[Saved entries]

//! Notifications for each workflow transition.
//!
//! Every card names the incident and shows the command list verbatim.
//! Approval cards carry two actions that post back to our own callback
//! endpoint and nowhere else.

use notify::{CallbackAction, Notification, Severity};
use reqwest::Url;
use serde_json::json;
use std::fmt::Write as _;

use crate::config::ConfigError;
use crate::types::{CommandOutcome, Decision, ExecutionResult, IncidentContext, RemediationRequest};

/// Path of the decision callback under the callback base.
pub const CALLBACK_PATH: &str = "api/approval_callback";

/// The orchestrator's own externally reachable base address.
#[derive(Debug, Clone, PartialEq, Eq)]
pub struct CallbackBase {
    base: Url,
}

impl CallbackBase {
    /// Parse an absolute http(s) base address.
    pub fn parse(raw: &str) -> Result<Self, ConfigError> {
        let mut base = Url::parse(raw.trim())
            .map_err(|e| ConfigError::Invalid(format!("callback base URL '{raw}': {e}")))?;
        if !matches!(base.scheme(), "http" | "https") {
            return Err(ConfigError::Invalid(format!(
                "callback base URL must be http or https, got '{}'",
                base.scheme()
            )));
        }
        if base.query().is_some() || base.fragment().is_some() {
            return Err(ConfigError::Invalid(
                "callback base URL must not carry a query or fragment".to_string(),
            ));
        }
        // Url::join replaces the last segment unless the path ends in '/'
        if !base.path().ends_with('/') {
            let path = format!("{}/", base.path());
            base.set_path(&path);
        }
        Ok(Self { base })
    }

    /// Absolute URL of the decision callback.
    #[must_use]
    pub fn decision_url(&self) -> String {
        self.base
            .join(CALLBACK_PATH)
            .map_or_else(|_| format!("{}{CALLBACK_PATH}", self.base), |u| u.to_string())
    }
}

fn alert_severity(context: &IncidentContext) -> Severity {
    context
        .severity
        .as_deref()
        .map_or(Severity::Info, Severity::from_label)
}

fn with_context(
    mut notification: Notification,
    incident_key: &str,
    context: &IncidentContext,
) -> Notification {
    notification = notification.fact("Incident", incident_key);
    if let Some(severity) = &context.severity {
        notification = notification.fact("Severity", severity);
    }
    if let Some(instance) = &context.instance {
        notification = notification.fact("Instance", instance);
    }
    // Description already falls back to the summary
    if let Some(summary) = context.summary.as_deref().map(str::trim) {
        if !summary.is_empty() && summary != context.description.trim() {
            notification = notification.fact("Summary", summary);
        }
    }
    if !context.description.is_empty() {
        notification = notification.fact("Description", &context.description);
    }
    if let Some(ai_summary) = &context.ai_summary {
        notification = notification.fact("AI summary", ai_summary);
    }
    if let Some(risk) = &context.risk {
        notification = notification.fact("Risk", risk);
    }
    notification
}

fn with_request(notification: Notification, request: &RemediationRequest) -> Notification {
    with_context(notification, &request.incident_key, &request.context)
        .fact("Plan origin", request.origin.label())
        .fact("Request", request.request_id.as_str())
        .commands(request.commands())
}

fn decision_action(
    label: &str,
    decision: Decision,
    request: &RemediationRequest,
    callback: &CallbackBase,
) -> CallbackAction {
    CallbackAction::post(
        label,
        callback.decision_url(),
        json!({
            "decision": decision.as_str(),
            "request_id": request.request_id.as_str(),
        }),
    )
}

/// Card asking a human to approve or reject a pending request.
#[must_use]
pub fn approval_request(request: &RemediationRequest, callback: &CallbackBase) -> Notification {
    let title = format!("{} remediation approval", request.incident_key);
    let mut card = with_request(Notification::new(title, alert_severity(&request.context)), request)
        .action(decision_action("Approve", Decision::Approve, request, callback))
        .action(decision_action("Reject", Decision::Reject, request, callback));
    if let Some(explanation) = &request.context.ai_explanation {
        card = card.body(explanation);
    }
    card
}

/// Terminal report for an executed or failed request.
///
/// `auto` marks runs started by policy without a human decision.
#[must_use]
pub fn execution_outcome(request: &RemediationRequest, auto: bool) -> Notification {
    let succeeded = matches!(
        request.result,
        Some(ExecutionResult::Completed(ref report)) if report.succeeded()
    );

    let title = match (auto, succeeded) {
        (true, true) => format!("{} auto-remediated", request.incident_key),
        (true, false) => format!("{} auto-remediation failed", request.incident_key),
        (false, true) => format!("{} remediation executed", request.incident_key),
        (false, false) => format!("{} remediation failed", request.incident_key),
    };
    let severity = if succeeded { Severity::Info } else { Severity::Critical };

    let mut notification = with_request(Notification::new(title, severity), request)
        .fact("Status", request.status.as_str());

    match &request.result {
        Some(ExecutionResult::Completed(report)) => {
            notification = notification
                .fact("Target", &report.target)
                .body(render_outcomes(&report.outcomes));
        }
        Some(ExecutionResult::Error { message }) => {
            notification = notification.body(format!("Execution error: {message}"));
        }
        None => {}
    }
    notification
}

/// A human rejected the plan.
#[must_use]
pub fn rejected(request: &RemediationRequest) -> Notification {
    let title = format!("{} remediation rejected", request.incident_key);
    with_request(Notification::new(title, Severity::Info), request)
        .fact("Status", request.status.as_str())
        .body("Rejected by operator. No commands were run.")
}

/// The approval window closed before a decision.
#[must_use]
pub fn expired(request: &RemediationRequest) -> Notification {
    let title = format!("{} remediation expired", request.incident_key);
    with_request(Notification::new(title, Severity::Warning), request)
        .fact("Status", request.status.as_str())
        .body("No decision arrived within the approval window. No commands were run.")
}

/// Advisor answered but nothing passed the command filter.
#[must_use]
pub fn no_actionable_commands(
    incident_key: &str,
    context: &IncidentContext,
    advisor_text: &str,
) -> Notification {
    let title = format!("{incident_key}: no automatic action available");
    with_context(Notification::new(title, Severity::Warning), incident_key, context)
        .fact("Plan origin", "AI suggestion (unvetted)")
        .body(advisor_text)
}

/// Neither a procedure nor advice could be obtained.
#[must_use]
pub fn no_plan(incident_key: &str, context: &IncidentContext, reason: &str) -> Notification {
    let title = format!("{incident_key}: no remediation plan");
    with_context(Notification::new(title, alert_severity(context)), incident_key, context)
        .body(format!(
            "No plan could be produced. Manual investigation required.\n\n{reason}"
        ))
}

/// A stored procedure exists but is not a usable plan.
#[must_use]
pub fn invalid_procedure(
    incident_key: &str,
    context: &IncidentContext,
    error: &str,
) -> Notification {
    let title = format!("{incident_key}: vetted procedure is invalid");
    with_context(Notification::new(title, Severity::Warning), incident_key, context)
        .fact("Plan origin", "Vetted procedure")
        .body(format!("The stored procedure could not be used: {error}"))
}

/// Per-command result listing.
#[must_use]
pub fn render_outcomes(outcomes: &[CommandOutcome]) -> String {
    let mut out = String::new();
    for (index, outcome) in outcomes.iter().enumerate() {
        let _ = write!(out, "{}. `{}`", index + 1, outcome.command);
        match outcome.exit_status {
            None => out.push_str(" skipped\n"),
            Some(code) => {
                let _ = writeln!(out, " exit {code}");
                if !outcome.stdout.trim().is_empty() {
                    let _ = writeln!(out, "stdout:\n```\n{}\n```", outcome.stdout.trim_end());
                }
                if !outcome.stderr.trim().is_empty() {
                    let _ = writeln!(out, "stderr:\n```\n{}\n```", outcome.stderr.trim_end());
                }
            }
        }
    }
    out
}

#[cfg(test)]
mod tests {
    use super::*;
    use crate::types::{CommandPlan, ExecutionReport, PlanOrigin, RequestStatus};

    fn request(cmds: &[&str]) -> RemediationRequest {
        RemediationRequest::new(
            "disk-full",
            CommandPlan::new(cmds.iter().map(ToString::to_string).collect()).unwrap(),
            PlanOrigin::AiSuggested,
            IncidentContext {
                severity: Some("critical".to_string()),
                description: "root partition at 98%".to_string(),
                ..IncidentContext::default()
            },
        )
    }

    #[test]
    fn test_callback_base_joins_fixed_path() {
        let base = CallbackBase::parse("https://remediator.example.com").unwrap();
        assert_eq!(base.decision_url(), "https://remediator.example.com/api/approval_callback");

        let nested = CallbackBase::parse("https://example.com/ops").unwrap();
        assert_eq!(nested.decision_url(), "https://example.com/ops/api/approval_callback");

        assert!(CallbackBase::parse("not a url").is_err());
        assert!(CallbackBase::parse("ftp://example.com").is_err());
        assert!(CallbackBase::parse("https://example.com/?next=evil").is_err());
    }

    #[test]
    fn test_approval_card_carries_id_and_commands() {
        let req = request(&["sudo rm -rf /tmp/cache/*", "df -h /"]);
        let base = CallbackBase::parse("https://remediator.example.com/").unwrap();
        let card = approval_request(&req, &base);

        assert_eq!(card.title, "disk-full remediation approval");
        assert_eq!(card.severity, Severity::Critical);
        assert_eq!(card.commands, ["sudo rm -rf /tmp/cache/*", "df -h /"]);
        assert_eq!(card.fact_value("Request"), Some(req.request_id.as_str()));
        assert_eq!(card.fact_value("Plan origin"), Some("AI suggestion (unvetted)"));

        assert_eq!(card.actions.len(), 2);
        for (action, decision) in card.actions.iter().zip(["approve", "reject"]) {
            assert_eq!(action.target, "https://remediator.example.com/api/approval_callback");
            assert_eq!(action.body["decision"], decision);
            assert_eq!(action.body["request_id"], req.request_id.as_str());
        }
    }

    #[test]
    fn test_failed_outcome_lists_each_command() {
        let mut req = request(&["echo a", "false", "echo c"]);
        req.advance(RequestStatus::Approved).unwrap();
        req.complete(ExecutionResult::Completed(ExecutionReport {
            target: "azureuser@vm:22".to_string(),
            outcomes: vec![
                CommandOutcome {
                    command: "echo a".to_string(),
                    stdout: "a\n".to_string(),
                    stderr: String::new(),
                    exit_status: Some(0),
                },
                CommandOutcome {
                    command: "false".to_string(),
                    stdout: String::new(),
                    stderr: "boom".to_string(),
                    exit_status: Some(1),
                },
                CommandOutcome::skipped("echo c"),
            ],
        }))
        .unwrap();

        let card = execution_outcome(&req, false);
        assert_eq!(card.title, "disk-full remediation failed");
        assert_eq!(card.fact_value("Status"), Some("failed"));
        assert!(!card.is_actionable());

        let body = card.body.unwrap();
        assert!(body.contains("1. `echo a` exit 0"));
        assert!(body.contains("2. `false` exit 1"));
        assert!(body.contains("stderr:\n```\nboom\n```"));
        assert!(body.contains("3. `echo c` skipped"));
    }

    #[test]
    fn test_no_actionable_carries_advisor_text() {
        let ctx = IncidentContext::default();
        let card = no_actionable_commands("disk-full", &ctx, "Check the disk manually.");
        assert_eq!(card.body.as_deref(), Some("Check the disk manually."));
        assert!(card.commands.is_empty());
        assert!(!card.is_actionable());
    }

    #[test]
    fn test_summary_annotation_is_shown() {
        let ctx = IncidentContext {
            summary: Some("Disk almost full on vm-1".to_string()),
            description: "root partition at 98%".to_string(),
            ..IncidentContext::default()
        };
        let card = no_plan("disk-full", &ctx, "advisor down");
        assert_eq!(card.fact_value("Summary"), Some("Disk almost full on vm-1"));
        assert_eq!(card.fact_value("Description"), Some("root partition at 98%"));

        // Summary-only alerts already show it as the description
        let summary_only = IncidentContext {
            summary: Some("CPU above 90%".to_string()),
            description: "CPU above 90%".to_string(),
            ..IncidentContext::default()
        };
        let card = no_plan("cpu-high", &summary_only, "advisor down");
        assert_eq!(card.fact_value("Summary"), None);
        assert_eq!(card.fact_value("Description"), Some("CPU above 90%"));
    }

    #[test]
    fn test_approval_card_shows_upstream_analysis() {
        let mut req = request(&["sudo journalctl --vacuum-size=200M"]);
        req.context.ai_summary = Some("journald filled /var".to_string());
        req.context.ai_explanation = Some("Vacuum the journal to 200M.".to_string());

        let base = CallbackBase::parse("https://remediator.example.com").unwrap();
        let card = approval_request(&req, &base);
        assert_eq!(card.fact_value("AI summary"), Some("journald filled /var"));
        assert_eq!(card.body.as_deref(), Some("Vacuum the journal to 200M."));
        assert_eq!(card.actions.len(), 2);
    }
}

* _What needs to be done_: Your answer must be a single number, the count of lines in the data that hold the string "PlanOrigin".

* _Task result_: 2